## TASK STATEMENT:
Give back one number only: how many lines in the material below contain "InputAudioBufferCommitted".

*** GIVEN ENTRIES Section Begins ***

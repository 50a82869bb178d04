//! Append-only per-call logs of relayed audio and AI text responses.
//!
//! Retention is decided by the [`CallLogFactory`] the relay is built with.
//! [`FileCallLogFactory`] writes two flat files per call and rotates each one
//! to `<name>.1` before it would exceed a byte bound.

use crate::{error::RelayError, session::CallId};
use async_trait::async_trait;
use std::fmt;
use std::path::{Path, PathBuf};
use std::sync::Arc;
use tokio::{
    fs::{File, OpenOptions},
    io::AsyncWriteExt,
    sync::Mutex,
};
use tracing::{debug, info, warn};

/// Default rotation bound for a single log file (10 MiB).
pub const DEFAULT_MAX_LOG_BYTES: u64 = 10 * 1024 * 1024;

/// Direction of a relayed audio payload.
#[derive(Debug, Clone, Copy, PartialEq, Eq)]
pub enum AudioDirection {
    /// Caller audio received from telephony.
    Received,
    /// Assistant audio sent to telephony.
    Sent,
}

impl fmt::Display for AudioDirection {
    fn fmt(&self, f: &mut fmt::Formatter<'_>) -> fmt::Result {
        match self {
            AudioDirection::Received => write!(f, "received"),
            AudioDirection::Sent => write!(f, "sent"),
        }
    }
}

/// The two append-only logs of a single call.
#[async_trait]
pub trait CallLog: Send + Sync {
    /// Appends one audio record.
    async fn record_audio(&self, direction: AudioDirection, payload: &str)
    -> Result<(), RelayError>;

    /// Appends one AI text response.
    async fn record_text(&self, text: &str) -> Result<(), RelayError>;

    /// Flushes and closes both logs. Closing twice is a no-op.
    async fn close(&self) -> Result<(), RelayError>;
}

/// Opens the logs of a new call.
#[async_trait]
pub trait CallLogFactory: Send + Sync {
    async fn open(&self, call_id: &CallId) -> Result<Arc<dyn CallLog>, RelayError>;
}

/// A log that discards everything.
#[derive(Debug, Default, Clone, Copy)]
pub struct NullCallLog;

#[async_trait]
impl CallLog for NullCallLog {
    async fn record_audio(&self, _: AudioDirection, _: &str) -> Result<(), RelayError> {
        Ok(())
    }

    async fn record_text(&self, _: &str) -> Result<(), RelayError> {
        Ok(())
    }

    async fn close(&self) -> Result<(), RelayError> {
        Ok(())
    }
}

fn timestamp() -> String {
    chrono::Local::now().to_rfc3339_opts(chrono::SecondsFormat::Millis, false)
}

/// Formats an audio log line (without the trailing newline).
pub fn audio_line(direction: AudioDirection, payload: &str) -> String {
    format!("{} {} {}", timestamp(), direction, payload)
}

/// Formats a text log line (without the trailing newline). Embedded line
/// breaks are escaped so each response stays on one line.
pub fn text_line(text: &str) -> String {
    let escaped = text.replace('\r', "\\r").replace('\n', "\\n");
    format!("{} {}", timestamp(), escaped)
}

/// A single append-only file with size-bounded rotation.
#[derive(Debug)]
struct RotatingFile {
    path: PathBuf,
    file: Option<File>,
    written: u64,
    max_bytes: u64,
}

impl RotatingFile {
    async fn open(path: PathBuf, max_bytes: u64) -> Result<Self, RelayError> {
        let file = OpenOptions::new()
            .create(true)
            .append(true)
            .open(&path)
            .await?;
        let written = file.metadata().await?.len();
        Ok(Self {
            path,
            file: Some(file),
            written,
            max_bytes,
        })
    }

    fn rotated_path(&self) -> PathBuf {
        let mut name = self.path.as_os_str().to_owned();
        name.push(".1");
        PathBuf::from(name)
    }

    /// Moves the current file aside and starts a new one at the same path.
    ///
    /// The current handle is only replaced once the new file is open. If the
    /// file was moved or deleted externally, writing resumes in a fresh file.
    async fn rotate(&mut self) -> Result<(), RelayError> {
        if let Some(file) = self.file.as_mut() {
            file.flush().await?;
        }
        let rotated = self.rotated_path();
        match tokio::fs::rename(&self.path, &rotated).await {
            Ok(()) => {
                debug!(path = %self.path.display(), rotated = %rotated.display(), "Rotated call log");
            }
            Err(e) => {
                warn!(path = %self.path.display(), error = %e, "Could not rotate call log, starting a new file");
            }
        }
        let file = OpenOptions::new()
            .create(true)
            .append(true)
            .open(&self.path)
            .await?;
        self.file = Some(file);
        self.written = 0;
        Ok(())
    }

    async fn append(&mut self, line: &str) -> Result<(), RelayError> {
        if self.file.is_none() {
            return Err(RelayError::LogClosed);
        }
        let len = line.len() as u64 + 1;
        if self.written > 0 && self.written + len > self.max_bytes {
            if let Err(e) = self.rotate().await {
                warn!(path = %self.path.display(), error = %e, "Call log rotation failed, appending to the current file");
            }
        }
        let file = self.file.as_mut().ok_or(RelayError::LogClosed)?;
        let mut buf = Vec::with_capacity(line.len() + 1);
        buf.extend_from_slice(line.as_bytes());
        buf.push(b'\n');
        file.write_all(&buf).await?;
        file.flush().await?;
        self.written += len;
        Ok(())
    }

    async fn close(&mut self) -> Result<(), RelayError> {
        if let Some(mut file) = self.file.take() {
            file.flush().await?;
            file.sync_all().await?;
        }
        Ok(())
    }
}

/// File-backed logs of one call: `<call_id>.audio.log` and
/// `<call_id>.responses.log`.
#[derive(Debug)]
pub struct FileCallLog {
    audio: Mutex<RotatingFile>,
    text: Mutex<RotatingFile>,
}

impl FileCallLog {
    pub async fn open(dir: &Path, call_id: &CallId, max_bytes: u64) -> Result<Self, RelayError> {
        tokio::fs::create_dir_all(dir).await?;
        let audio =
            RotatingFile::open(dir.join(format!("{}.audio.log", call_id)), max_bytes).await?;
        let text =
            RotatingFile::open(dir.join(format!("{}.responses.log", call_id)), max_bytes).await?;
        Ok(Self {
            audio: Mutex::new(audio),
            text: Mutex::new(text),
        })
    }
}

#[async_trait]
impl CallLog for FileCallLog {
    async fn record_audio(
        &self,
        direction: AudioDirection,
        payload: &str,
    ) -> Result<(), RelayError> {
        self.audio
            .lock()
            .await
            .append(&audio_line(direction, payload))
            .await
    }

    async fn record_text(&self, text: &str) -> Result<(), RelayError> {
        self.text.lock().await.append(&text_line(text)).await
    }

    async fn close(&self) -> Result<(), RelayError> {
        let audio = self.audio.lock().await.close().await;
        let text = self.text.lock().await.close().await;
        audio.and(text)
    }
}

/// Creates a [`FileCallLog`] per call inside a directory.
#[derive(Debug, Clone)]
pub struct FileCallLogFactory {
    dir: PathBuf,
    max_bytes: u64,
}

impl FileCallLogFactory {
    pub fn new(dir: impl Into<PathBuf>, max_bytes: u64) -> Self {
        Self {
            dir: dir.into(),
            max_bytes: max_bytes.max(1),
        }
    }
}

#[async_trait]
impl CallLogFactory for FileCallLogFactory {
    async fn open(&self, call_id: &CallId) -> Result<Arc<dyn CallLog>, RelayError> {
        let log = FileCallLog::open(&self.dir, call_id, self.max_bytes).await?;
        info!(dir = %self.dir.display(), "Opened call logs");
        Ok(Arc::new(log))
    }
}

*** GIVEN ENTRIES Section Ends ***
*** GIVEN ENTRIES Section Begins ***

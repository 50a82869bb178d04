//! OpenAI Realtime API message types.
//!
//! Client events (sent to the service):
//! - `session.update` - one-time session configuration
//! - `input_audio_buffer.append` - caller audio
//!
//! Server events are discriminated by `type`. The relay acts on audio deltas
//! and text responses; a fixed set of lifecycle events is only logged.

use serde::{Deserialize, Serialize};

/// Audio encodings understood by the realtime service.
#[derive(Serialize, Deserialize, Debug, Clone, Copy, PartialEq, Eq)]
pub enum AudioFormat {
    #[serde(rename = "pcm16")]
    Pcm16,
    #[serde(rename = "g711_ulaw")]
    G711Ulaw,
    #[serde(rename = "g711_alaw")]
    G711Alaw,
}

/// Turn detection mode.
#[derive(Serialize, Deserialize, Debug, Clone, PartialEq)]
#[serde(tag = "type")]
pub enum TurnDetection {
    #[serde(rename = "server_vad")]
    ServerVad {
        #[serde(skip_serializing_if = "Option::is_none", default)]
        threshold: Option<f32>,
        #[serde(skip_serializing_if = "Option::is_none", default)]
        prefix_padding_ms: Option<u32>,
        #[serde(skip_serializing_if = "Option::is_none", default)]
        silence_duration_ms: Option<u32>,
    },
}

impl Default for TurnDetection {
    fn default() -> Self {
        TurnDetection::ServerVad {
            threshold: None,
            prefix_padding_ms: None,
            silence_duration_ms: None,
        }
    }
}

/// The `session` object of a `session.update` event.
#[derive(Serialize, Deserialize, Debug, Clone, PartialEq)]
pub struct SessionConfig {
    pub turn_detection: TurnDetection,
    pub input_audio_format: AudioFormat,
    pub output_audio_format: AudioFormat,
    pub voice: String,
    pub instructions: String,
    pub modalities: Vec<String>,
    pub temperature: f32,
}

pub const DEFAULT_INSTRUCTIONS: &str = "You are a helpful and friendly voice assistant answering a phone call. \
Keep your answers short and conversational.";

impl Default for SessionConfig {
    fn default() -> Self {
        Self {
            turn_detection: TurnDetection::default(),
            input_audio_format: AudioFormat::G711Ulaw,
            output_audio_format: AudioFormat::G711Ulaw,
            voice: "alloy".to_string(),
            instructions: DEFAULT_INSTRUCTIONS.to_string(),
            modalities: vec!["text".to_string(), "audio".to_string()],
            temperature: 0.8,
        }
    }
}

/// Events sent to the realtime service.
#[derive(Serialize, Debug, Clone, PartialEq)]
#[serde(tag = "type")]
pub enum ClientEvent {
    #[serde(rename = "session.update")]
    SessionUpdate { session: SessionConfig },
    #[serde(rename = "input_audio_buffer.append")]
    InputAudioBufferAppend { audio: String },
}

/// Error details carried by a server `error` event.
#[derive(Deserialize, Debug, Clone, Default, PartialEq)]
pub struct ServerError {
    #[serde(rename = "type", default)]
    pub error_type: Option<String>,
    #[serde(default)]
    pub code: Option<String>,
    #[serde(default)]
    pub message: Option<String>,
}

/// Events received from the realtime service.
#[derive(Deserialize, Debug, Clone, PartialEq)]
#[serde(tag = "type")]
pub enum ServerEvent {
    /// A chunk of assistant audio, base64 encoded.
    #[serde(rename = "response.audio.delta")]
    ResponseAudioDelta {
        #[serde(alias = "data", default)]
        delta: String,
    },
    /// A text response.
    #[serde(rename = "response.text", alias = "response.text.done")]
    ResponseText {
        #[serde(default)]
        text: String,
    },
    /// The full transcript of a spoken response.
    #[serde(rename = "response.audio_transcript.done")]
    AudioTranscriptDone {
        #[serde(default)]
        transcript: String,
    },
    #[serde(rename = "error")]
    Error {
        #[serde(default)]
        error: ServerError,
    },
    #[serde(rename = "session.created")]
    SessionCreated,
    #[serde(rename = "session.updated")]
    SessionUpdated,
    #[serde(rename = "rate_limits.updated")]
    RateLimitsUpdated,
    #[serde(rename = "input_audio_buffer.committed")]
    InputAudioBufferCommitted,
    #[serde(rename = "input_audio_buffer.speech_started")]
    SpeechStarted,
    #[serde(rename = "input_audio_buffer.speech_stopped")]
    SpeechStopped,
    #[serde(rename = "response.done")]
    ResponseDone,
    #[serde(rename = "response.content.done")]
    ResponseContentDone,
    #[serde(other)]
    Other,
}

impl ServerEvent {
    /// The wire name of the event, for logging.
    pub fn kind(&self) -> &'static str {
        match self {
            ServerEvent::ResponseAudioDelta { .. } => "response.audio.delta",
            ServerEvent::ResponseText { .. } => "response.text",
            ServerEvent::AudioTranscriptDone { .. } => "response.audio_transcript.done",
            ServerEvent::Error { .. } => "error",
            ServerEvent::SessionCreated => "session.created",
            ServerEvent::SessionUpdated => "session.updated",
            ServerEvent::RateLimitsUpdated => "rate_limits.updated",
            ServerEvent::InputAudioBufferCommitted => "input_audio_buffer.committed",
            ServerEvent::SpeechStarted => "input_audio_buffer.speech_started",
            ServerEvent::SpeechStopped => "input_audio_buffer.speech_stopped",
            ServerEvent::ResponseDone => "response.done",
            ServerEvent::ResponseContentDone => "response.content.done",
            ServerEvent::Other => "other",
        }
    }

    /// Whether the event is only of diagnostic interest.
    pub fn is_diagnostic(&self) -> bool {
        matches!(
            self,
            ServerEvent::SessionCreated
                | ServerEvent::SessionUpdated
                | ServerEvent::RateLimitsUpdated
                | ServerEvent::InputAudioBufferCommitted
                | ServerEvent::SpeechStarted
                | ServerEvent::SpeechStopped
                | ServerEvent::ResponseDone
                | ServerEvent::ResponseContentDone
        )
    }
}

*** GIVEN ENTRIES Section Ends ***

## TASK ANSWER:
3